The Sauna Study Everyone Cites (And Why It Matters)
The most direct evidence comes from Garolla et al., published in Human Reproduction in 2013.[2] The study was small (10 healthy men) but the design was clean. Researchers tracked sperm parameters before, during, and after three months of regular Finnish sauna use (two sessions per week, 15 minutes each, at 80–90°C).
The results weren't subtle. Sperm count and motility both showed what the authors called "strong impairment" (p < 0.001). But the damage went deeper than the headline numbers. Mitochondrial function, the energy system that powers sperm movement, fell from 76.8% to 54.0%. Chromatin condensation, which reflects how tightly DNA is packaged inside sperm, dropped from 70.7% to 63.6%. Even histone-protamine substitution (a marker of DNA maturation) declined.
"At the end of sauna exposure, we found a strong impairment of sperm count and motility... The large use of Finnish sauna in Nordic countries and its growing use in other parts of the world make it important to consider the impact of this lifestyle choice on men's fertility."
— Garolla et al., Human Reproduction, 2013
The critical finding, though, was that all of it reversed. Within six months of stopping sauna use, every parameter returned to baseline.
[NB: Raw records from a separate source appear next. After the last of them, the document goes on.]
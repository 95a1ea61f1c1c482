//! Benchmark suite for the substrate scheduler
//!
//! Gantree: L5_Benchmark → BenchSuite
//!
//! Runs the timing matrix (size × graph family × strategy × pipeline variant)
//! and collects one `BenchmarkResult` per case.

use crate::generators::{GraphGenerator, GraphKind};
use serde::{Deserialize, Serialize};
use std::fs;
use std::path::Path;
use std::time::Instant;
use substrate_core::bench::{DEFAULT_SEED, PRE_MAPPING_SUFFIX, TIMING_PREFIX};
use substrate_core::{ResourceGraph, SubstrateResult};
use substrate_engine::{SchedulerConfig, SubstrateScheduler};
use substrate_schedule::{Schedule, Strategy};

/// One cell of the timing matrix
/// Gantree: BenchCase // 벤치마크 케이스
#[derive(Debug, Clone, Copy, PartialEq, Serialize, Deserialize)]
pub struct BenchCase {
    /// Node count handed to the generator
    pub n: usize,

    /// Graph family
    pub kind: GraphKind,

    /// Scheduling strategy
    pub strategy: Strategy,

    /// Run the pre-mapping stage first
    pub pre_mapping: bool,
}

impl BenchCase {
    /// Create a plain (unmapped) case
    pub fn new(n: usize, kind: GraphKind, strategy: Strategy) -> Self {
        Self {
            n,
            kind,
            strategy,
            pre_mapping: false,
        }
    }

    /// Enable or disable pre-mapping
    pub fn with_pre_mapping(mut self, enabled: bool) -> Self {
        self.pre_mapping = enabled;
        self
    }

    /// `test_substrate_scheduler_timing[<N>-<kind>-<strategy>]`, with the
    /// pre-mapping suffix on the prefix when enabled
    pub fn name(&self) -> String {
        let suffix = if self.pre_mapping { PRE_MAPPING_SUFFIX } else { "" };
        format!(
            "{}{}[{}-{}-{}]",
            TIMING_PREFIX, suffix, self.n, self.kind, self.strategy
        )
    }

    /// Every case for `sizes`: family, then strategy, then plain before mapped
    pub fn matrix(sizes: &[usize]) -> Vec<BenchCase> {
        let mut cases = Vec::new();
        for &n in sizes {
            for kind in GraphKind::matrix() {
                for strategy in Strategy::ALL {
                    for pre_mapping in [false, true] {
                        cases.push(BenchCase::new(n, kind, strategy).with_pre_mapping(pre_mapping));
                    }
                }
            }
        }
        cases
    }
}

/// Single benchmark result
#[derive(Debug, Clone, Serialize, Deserialize)]
pub struct BenchmarkResult {
    /// Benchmark name
    pub name: String,

    /// Case that produced this result
    pub case: BenchCase,

    /// Nodes in the generated graph
    pub num_nodes: usize,

    /// Edges in the generated graph
    pub num_edges: usize,

    /// Rounds used
    pub rounds: usize,

    /// Degree lower bound
    pub lower_bound: usize,

    /// Rounds above the lower bound
    pub optimality_gap: usize,

    /// Improvement iterations spent
    pub iterations: usize,

    /// Improvement budget exhausted
    pub budget_exceeded: bool,

    /// Scheduling time (microseconds)
    pub time_us: u64,
}

impl BenchmarkResult {
    /// Create from a finished schedule
    pub fn from_schedule(
        case: BenchCase,
        graph: &ResourceGraph,
        schedule: &Schedule,
        time_us: u64,
    ) -> Self {
        let stats = schedule.stats();
        Self {
            name: case.name(),
            case,
            num_nodes: graph.num_nodes(),
            num_edges: graph.num_edges(),
            rounds: schedule.num_rounds(),
            lower_bound: stats.lower_bound,
            optimality_gap: schedule.optimality_gap(),
            iterations: stats.iterations,
            budget_exceeded: stats.budget_exceeded,
            time_us,
        }
    }

    /// Scheduling time in milliseconds
    pub fn time_ms(&self) -> f64 {
        self.time_us as f64 / 1000.0
    }
}

/// Benchmark suite
/// Gantree: BenchSuite // 벤치마크 스위트
pub struct BenchSuite {
    /// Seed for the random families
    seed: u64,

    /// Base configuration; strategy and pre-mapping come from each case
    config: SchedulerConfig,

    /// Results
    results: Vec<BenchmarkResult>,
}

impl BenchSuite {
    // ========================================================================
    // Constructors
    // ========================================================================

    /// Create new benchmark suite
    pub fn new() -> Self {
        Self::with_seed(DEFAULT_SEED)
    }

    /// Create with seed
    pub fn with_seed(seed: u64) -> Self {
        Self {
            seed,
            config: SchedulerConfig::benchmark(),
            results: Vec::new(),
        }
    }

    /// Replace base configuration
    pub fn with_config(mut self, config: SchedulerConfig) -> Self {
        self.config = config;
        self
    }

    /// Base configuration
    pub fn config(&self) -> &SchedulerConfig {
        &self.config
    }

    // ========================================================================
    // Individual Benchmarks
    // ========================================================================

    /// Generate the case's graph, schedule it and record the timing
    pub fn bench_case(&mut self, case: BenchCase) -> SubstrateResult<BenchmarkResult> {
        log::info!("Running benchmark: {}", case.name());

        let generator = GraphGenerator::with_seed(self.seed);
        let graph = case.kind.build(&generator, case.n)?;

        let config = self
            .config
            .clone()
            .with_strategy(case.strategy)
            .with_pre_mapping(case.pre_mapping);
        let scheduler = SubstrateScheduler::new(config);

        let start = Instant::now();
        let schedule = scheduler.run(&graph)?;
        let time_us = start.elapsed().as_micros() as u64;

        let result = BenchmarkResult::from_schedule(case, &graph, &schedule, time_us);
        log::debug!(
            "{}: {} rounds (lower bound {}) in {} us",
            result.name,
            result.rounds,
            result.lower_bound,
            result.time_us
        );

        self.results.push(result.clone());
        Ok(result)
    }

    // ========================================================================
    // Benchmark Suites
    // ========================================================================

    /// Run every case of the matrix for `sizes`
    pub fn run_matrix(&mut self, sizes: &[usize]) -> SubstrateResult<Vec<BenchmarkResult>> {
        log::info!("=== Timing Matrix ({:?}) ===", sizes);

        BenchCase::matrix(sizes)
            .into_iter()
            .map(|case| self.bench_case(case))
            .collect()
    }

    /// Run the full matrix over the standard sizes
    pub fn run_all(&mut self) -> SubstrateResult<Vec<BenchmarkResult>> {
        self.run_matrix(&substrate_core::bench::SIZES)
    }

    /// Run quick benchmark (smallest size only)
    pub fn run_quick(&mut self) -> SubstrateResult<Vec<BenchmarkResult>> {
        self.run_matrix(&[10])
    }

    // ========================================================================
    // Results
    // ========================================================================

    /// Get all results
    pub fn results(&self) -> &[BenchmarkResult] {
        &self.results
    }

    /// Clear results
    pub fn clear(&mut self) {
        self.results.clear();
    }

    /// Get statistics
    pub fn statistics(&self) -> BenchmarkStatistics {
        BenchmarkStatistics::from_results(&self.results)
    }

    /// Write all results as pretty JSON
    pub fn save_json(&self, path: impl AsRef<Path>) -> SubstrateResult<()> {
        fs::write(path, serde_json::to_string_pretty(&self.results)?)?;
        Ok(())
    }
}

impl Default for BenchSuite {
    fn default() -> Self {
        Self::new()
    }
}

/// Benchmark statistics
#[derive(Debug, Clone, Serialize, Deserialize)]
pub struct BenchmarkStatistics {
    /// Number of benchmarks
    pub count: usize,

    /// Cases meeting the degree lower bound
    pub optimal_count: usize,

    /// Average rounds above the lower bound
    pub avg_gap: f64,

    /// Largest gap seen
    pub max_gap: usize,

    /// Average scheduling time (ms)
    pub avg_time_ms: f64,

    /// Slowest case (ms)
    pub max_time_ms: f64,

    /// Total scheduling time (ms)
    pub total_time_ms: f64,

    /// Share of cases that exhausted the improvement budget
    pub budget_exceeded_rate: f64,
}

impl BenchmarkStatistics {
    /// Compute statistics from results
    pub fn from_results(results: &[BenchmarkResult]) -> Self {
        if results.is_empty() {
            return Self {
                count: 0,
                optimal_count: 0,
                avg_gap: 0.0,
                max_gap: 0,
                avg_time_ms: 0.0,
                max_time_ms: 0.0,
                total_time_ms: 0.0,
                budget_exceeded_rate: 0.0,
            };
        }

        let count = results.len();
        let times: Vec<f64> = results.iter().map(BenchmarkResult::time_ms).collect();
        let total_time_ms: f64 = times.iter().sum();
        let exceeded = results.iter().filter(|r| r.budget_exceeded).count();

        Self {
            count,
            optimal_count: results.iter().filter(|r| r.optimality_gap == 0).count(),
            avg_gap: results.iter().map(|r| r.optimality_gap).sum::<usize>() as f64 / count as f64,
            max_gap: results.iter().map(|r| r.optimality_gap).max().unwrap_or(0),
            avg_time_ms: total_time_ms / count as f64,
            max_time_ms: times.iter().cloned().fold(0.0, f64::max),
            total_time_ms,
            budget_exceeded_rate: exceeded as f64 / count as f64,
        }
    }
}

// ============================================================================
// Tests
// ============================================================================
The heat wasn't destroying the reproductive system. It was disrupting the production of individual sperm cells as they developed. Stop the heat, and the factory recovers.
Beyond the Sauna
A 2022 meta-analysis in Frontiers in Public Health pulled together data from over 6,500 men across multiple studies and confirmed that heat exposure impairs essentially every sperm parameter that matters: volume, count, concentration, motility, and morphology.[3] The studies included weren't limited to deliberate heat exposure, either. They covered occupational heat, environmental temperature, and everyday lifestyle factors.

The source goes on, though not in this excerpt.